This website covers knowledge management, personal effectiveness, theory of constraints, amongst other topics. Opinions expressed here are strictly those of the owner, Jack Vinson, and those of the commenters.

Who do you trust on the web

I was talking with some students at Northwestern about blogs, and the question of trustworthiness and accuracy arose, particularly if one is planning to site a blog in a research paper.  After thinking about it for a few minutes, I suggested thinking about the following:

  • Who is the author (do they sign their material)?
  • Are they credentialed? 
  • Are they publishing on behalf of another organization (giving them more credibility)?
  • Does someone else say they are good (part of a publishing collective)?
  • Are they referenced by other people? 
  • Is it well-written?  (Crummy writing is a dead giveaway.)

Essentially, the criteria for quality and trustworthiness is the same for any source.  Just because it is in the newspaper or encyclopedia doesn't make it true, and the same goes for the web. 

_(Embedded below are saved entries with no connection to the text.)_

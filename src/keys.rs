//! Leaf key-path discovery over JSON token streams.
//!
//! Every object key contributes `parent + "/" + key`; every array contributes
//! `parent + "/"` (the empty segment stands for "an element of this array").
//! Paths are kept in first-discovery order without duplicates, and once the
//! whole stream has been walked only leaf paths are returned.
//!
//! The walk keeps an explicit stack of open containers instead of recursing,
//! so a deep document costs heap frames rather than call stack.

use std::{collections::HashSet, io, io::Read};

use log::{debug, trace};
use thiserror::Error;

use crate::tokens::{JsonTokens, Token, TokenSource};

#[derive(Debug, Error)]
pub enum KeyError {
    #[error("malformed JSON: {0}")]
    Parse(#[source] serde_json::Error),
    #[error("malformed JSON: expected {expected}, found {found} at byte {offset}")]
    Syntax {
        expected: &'static str,
        found: String,
        offset: u64,
    },
    #[error("failed to read JSON input: {0}")]
    Io(#[from] io::Error),
    #[error("unexpected token {found} (expected {expected})")]
    UnexpectedToken { expected: &'static str, found: Token },
    #[error("token stream ended inside an open object or array")]
    UnexpectedEnd,
}

impl From<serde_json::Error> for KeyError {
    fn from(err: serde_json::Error) -> Self {
        if err.is_io() {
            KeyError::Io(err.into())
        } else {
            KeyError::Parse(err)
        }
    }
}

/// Insertion-ordered set of key-paths.
#[derive(Debug, Clone, Default)]
pub struct UniquePaths {
    present: HashSet<String>,
    values: Vec<String>,
}

impl UniquePaths {
    pub fn new() -> Self {
        Self::default()
    }

    /// Records `path` unless it is already present. Returns whether it was new.
    pub fn insert(&mut self, path: &str) -> bool {
        if self.present.contains(path) {
            return false;
        }
        self.present.insert(path.to_string());
        self.values.push(path.to_string());
        true
    }

    pub fn len(&self) -> usize {
        self.values.len()
    }

    pub fn is_empty(&self) -> bool {
        self.values.is_empty()
    }

    pub fn as_slice(&self) -> &[String] {
        &self.values
    }

    /// Drops every path that is a string prefix of another recorded path.
    ///
    /// The test is a raw string prefix, not a segment boundary: `/ab` counts
    /// as a parent of `/abc`.
    pub fn into_leaves(self) -> Vec<String> {
        let values = self.values;
        values
            .iter()
            .filter(|path| !is_parent_path(path, &values))
            .cloned()
            .collect()
    }
}

fn is_parent_path(path: &str, all_paths: &[String]) -> bool {
    all_paths
        .iter()
        .any(|other| other != path && other.starts_with(path))
}

enum Frame {
    Object(String),
    Array(String),
}

/// Reads every JSON document in `reader` and returns its leaf key-paths.
pub fn get_keys<R: Read>(reader: R) -> Result<Vec<String>, KeyError> {
    let mut source = JsonTokens::new(reader);
    let keys = collect_keys(&mut source)?;
    debug!(
        "Collected {} leaf key-path(s) from {} document(s)",
        keys.len(),
        source.documents_read()
    );
    Ok(keys)
}

/// Walks every document `source` yields and returns the leaf key-paths.
pub fn collect_keys<S: TokenSource>(source: &mut S) -> Result<Vec<String>, KeyError> {
    let mut paths = UniquePaths::new();
    while let Some(token) = source.next_token()? {
        walk_document(source, token, &mut paths)?;
    }
    trace!("Recorded {} key-path(s) before leaf filtering", paths.len());
    Ok(paths.into_leaves())
}

fn walk_document<S: TokenSource>(
    source: &mut S,
    first: Token,
    paths: &mut UniquePaths,
) -> Result<(), KeyError> {
    let mut stack = Vec::new();
    match first {
        Token::ObjectStart => stack.push(Frame::Object(String::new())),
        Token::ArrayStart => stack.push(open_array("", paths)),
        Token::Scalar(_) => return Ok(()),
        found => {
            return Err(KeyError::UnexpectedToken {
                expected: "a JSON value",
                found,
            });
        }
    }

    while let Some(frame) = stack.last() {
        let token = source.next_token()?.ok_or(KeyError::UnexpectedEnd)?;
        match frame {
            Frame::Object(path) => match token {
                Token::ObjectEnd => {
                    stack.pop();
                }
                Token::Key(key) => {
                    let child = format!("{path}/{key}");
                    paths.insert(&child);
                    let value = source.next_token()?.ok_or(KeyError::UnexpectedEnd)?;
                    match value {
                        Token::ObjectStart => stack.push(Frame::Object(child)),
                        Token::ArrayStart => stack.push(open_array(&child, paths)),
                        Token::Scalar(_) => {}
                        found => {
                            return Err(KeyError::UnexpectedToken {
                                expected: "an object value",
                                found,
                            });
                        }
                    }
                }
                found => {
                    return Err(KeyError::UnexpectedToken {
                        expected: "an object key or '}'",
                        found,
                    });
                }
            },
            Frame::Array(path) => match token {
                Token::ArrayEnd => {
                    stack.pop();
                }
                Token::ObjectStart => {
                    let element = path.clone();
                    stack.push(Frame::Object(element));
                }
                // Nested arrays share the enclosing element path.
                Token::ArrayStart => {
                    let element = path.clone();
                    stack.push(Frame::Array(element));
                }
                Token::Scalar(_) => {}
                found => {
                    return Err(KeyError::UnexpectedToken {
                        expected: "an array element or ']'",
                        found,
                    });
                }
            },
        }
    }
    Ok(())
}

fn open_array(path: &str, paths: &mut UniquePaths) -> Frame {
    let element = format!("{path}/");
    paths.insert(&element);
    Frame::Array(element)
}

Coincidentally, my librarian wife passed along Beyond Algorithms: A Librarian's Guide to Finding Web Sites You Can Trust from Google's current Newsletter for Librarians:

Okay, so your favorite search engine has turned up thousands of web sites on the topic of your choosing. Which ones should you trust?

Their main criteria? Availability, Credibility, Authorship, External Links and Legality.